Política é uma caixinha de surpresa

Jose Roberto de Toledo

20 de fevereiro de 2011 | 22h20

O PC do B reivindica ser a agremiação política mais antiga do Brasil, herdeiro do Partido Comunista fundado em 1922. Tradição ele tem. Organizou a maior guerrilha rural contra a ditadura militar, na qual morreram dezenas de seus militantes.

Mas isso é passado. No século 21, o partido finalmente chegou ao poder. Não pela revolução, mas pela coligação. Trocou a linha albanesa pela esportiva.

Com o PT no governo -em São Paulo ou em Brasília-, os comunistas sempre abocanham a pasta dos esportes. Reportagem de Leandro Colon publicada domingo no Estado dá pistas do motivo dessa preferência.

O ministério distribui milhões de reais a ONGs de aliados e correligionários, Brasil afora. Se os critérios são técnicos, os dividendos são políticos. E, embora o dinheiro já tenha saído de Brasília, alguns programas ainda não entraram em campo.

É que treino é treino e jogo é jogo. Com uma Copa e uma Olimpíada pela frente, o orçamento esportivo vai bater recordes. O PC do B quer compartilhar esse momento histórico. Alguns comunistas nem olham a cor da camisa dos parceiros.

O diretório paulistano do partido chegou a aderir ao governo de Gilberto Kassab (DEM). Ganharia a Secretaria Especial da Copa de 2014. Mas o politiburo nacional vetou. Vai esperar o prefeito aderir a um partido que apóie Dilma Rousseff. Depois disso, é jogo jogado.

Essa decisão prova que é injusta a blague que chegou a circular pelo Twitter após a intempestiva adesão a Kassab. Dizia que o PC do B passaria a atender pelo nome de Partido Comum do Brasil. Bola pra frente.

Deixa como está

O repórter Marcelo de Moraes informa, no Estado, que os congressistas pretendem aprovar uma reforma política restrita, enxuta, com poucos cômodos. Quase um “puxadinho”. Só devem votar coisas importantes.

Corrigir a distorção do voto para a Câmara dos Deputados?
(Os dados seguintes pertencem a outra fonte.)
use std::process::Command;

fn main() {
    // Embed build timestamp (UTC ISO-8601)
    let now = utc_now_from_shell();
    println!("cargo:rustc-env=BUILD_TIMESTAMP={now}");

    // Embed git SHA (short) if available
    let git_sha = Command::new("git")
        .args(["rev-parse", "--short", "HEAD"])
        .output()
        .ok()
        .filter(|o| o.status.success())
        .and_then(|o| String::from_utf8(o.stdout).ok())
        .map(|s| s.trim().to_string())
        .unwrap_or_else(|| "unknown".into());
    println!("cargo:rustc-env=BUILD_GIT_SHA={git_sha}");

    println!("cargo:rerun-if-changed=.git/HEAD");
}

/// UTC timestamp without pulling chrono into the build script.
fn utc_now_from_shell() -> String {
    Command::new("date")
        .args(["-u", "+%Y-%m-%dT%H:%M:%SZ"])
        .output()
        .ok()
        .filter(|o| o.status.success())
        .and_then(|o| String::from_utf8(o.stdout).ok())
        .map(|s| s.trim().to_string())
        .or_else(|| {
            Command::new("powershell")
                .args([
                    "-Command",
                    "(Get-Date).ToUniversalTime().ToString('yyyy-MM-ddTHH:mm:ssZ')",
                ])
                .output()
                .ok()
                .filter(|o| o.status.success())
                .and_then(|o| String::from_utf8(o.stdout).ok())
                .map(|s| s.trim().to_string())
        })
        .unwrap_or_else(|| "unknown".into())
}
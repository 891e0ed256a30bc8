//! Structured logging: console plus a daily rolling file under
//! `{data_dir}/logs`, pruned to the newest `MAX_LOG_FILES` files.

use std::fs;
use std::path::{Path, PathBuf};
use tracing::warn;
use tracing_appender::non_blocking::WorkerGuard;
use tracing_subscriber::{fmt, layer::SubscriberExt, util::SubscriberInitExt, EnvFilter};

use crate::error::{Result, SyncError};

pub const MAX_LOG_FILES: usize = 10;
pub const DEFAULT_FILTER: &str = "info,festival_pos_sync=debug";
const LOG_FILE_PREFIX: &str = "pos-sync";

/// Install the global subscriber. `RUST_LOG` wins over `filter`.
///
/// The returned guard flushes the file writer on drop; keep it alive for
/// the life of the process.
pub fn init(log_dir: &Path, filter: Option<&str>, json: bool) -> Result<WorkerGuard> {
    let env_filter = EnvFilter::try_from_default_env()
        .or_else(|_| EnvFilter::try_new(filter.unwrap_or(DEFAULT_FILTER)))
        .map_err(|e| SyncError::Config(format!("invalid log filter: {e}")))?;

    fs::create_dir_all(log_dir)
        .map_err(|e| SyncError::Config(format!("create log dir {}: {e}", log_dir.display())))?;
    prune_old_logs(log_dir, MAX_LOG_FILES);

    let file_appender = tracing_appender::rolling::daily(log_dir, LOG_FILE_PREFIX);
    let (non_blocking, guard) = tracing_appender::non_blocking(file_appender);

    let (plain_file, json_file) = if json {
        (
            None,
            Some(
                fmt::layer()
                    .json()
                    .with_writer(non_blocking)
                    .with_target(true),
            ),
        )
    } else {
        (
            Some(
                fmt::layer()
                    .with_writer(non_blocking)
                    .with_ansi(false)
                    .with_target(true),
            ),
            None,
        )
    };

    tracing_subscriber::registry()
        .with(env_filter)
        .with(fmt::layer().with_target(true))
        .with(plain_file)
        .with(json_file)
        .try_init()
        .map_err(|e| SyncError::Config(format!("logging already initialised: {e}")))?;

    Ok(guard)
}

/// Delete all but the `keep` most recently modified log files.
pub fn prune_old_logs(log_dir: &Path, keep: usize) -> usize {
    let Ok(entries) = fs::read_dir(log_dir) else {
        return 0;
    };

    let mut log_files: Vec<(PathBuf, std::time::SystemTime)> = entries
        .flatten()
        .filter(|entry| entry.path().is_file())
        .filter(|entry| {
            entry
                .file_name()
                .to_str()
                .is_some_and(|name| name.starts_with(LOG_FILE_PREFIX))
        })
        .map(|entry| {
            let modified = entry
                .metadata()
                .and_then(|m| m.modified())
                .unwrap_or(std::time::UNIX_EPOCH);
            (entry.path(), modified)
        })
        .collect();

    // Newest first
    log_files.sort_by(|a, b| b.1.cmp(&a.1));

    let mut removed = 0;
    for (path, _) in log_files.iter().skip(keep) {
        match fs::remove_file(path) {
            Ok(()) => removed += 1,
            Err(e) => warn!("Failed to prune log file {}: {e}", path.display()),
        }
    }
    removed
}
Aquela que faz um paulista que é eleitor em Roraima valer 11 roraimenses que votam em São Paulo? Nem pensar.

Implementar uma cláusula de barreira que dificulte a existência de legendas de aluguel, que vendem seu tempo de TV em época de eleição, e apare os 27 partidos registrados hoje? Bobagem.

Voto distrital? Bah! Voto facultativo? Esqueça.

Em compensação, se há alguma coisa com chance de ser aprovada é a chamada “Lei Tiririca”. Pelo nome já se vê que não é brincadeira. Trata-se do fim do voto de legenda e do voto proporcional. Só se elegem os mais votados. Ponto.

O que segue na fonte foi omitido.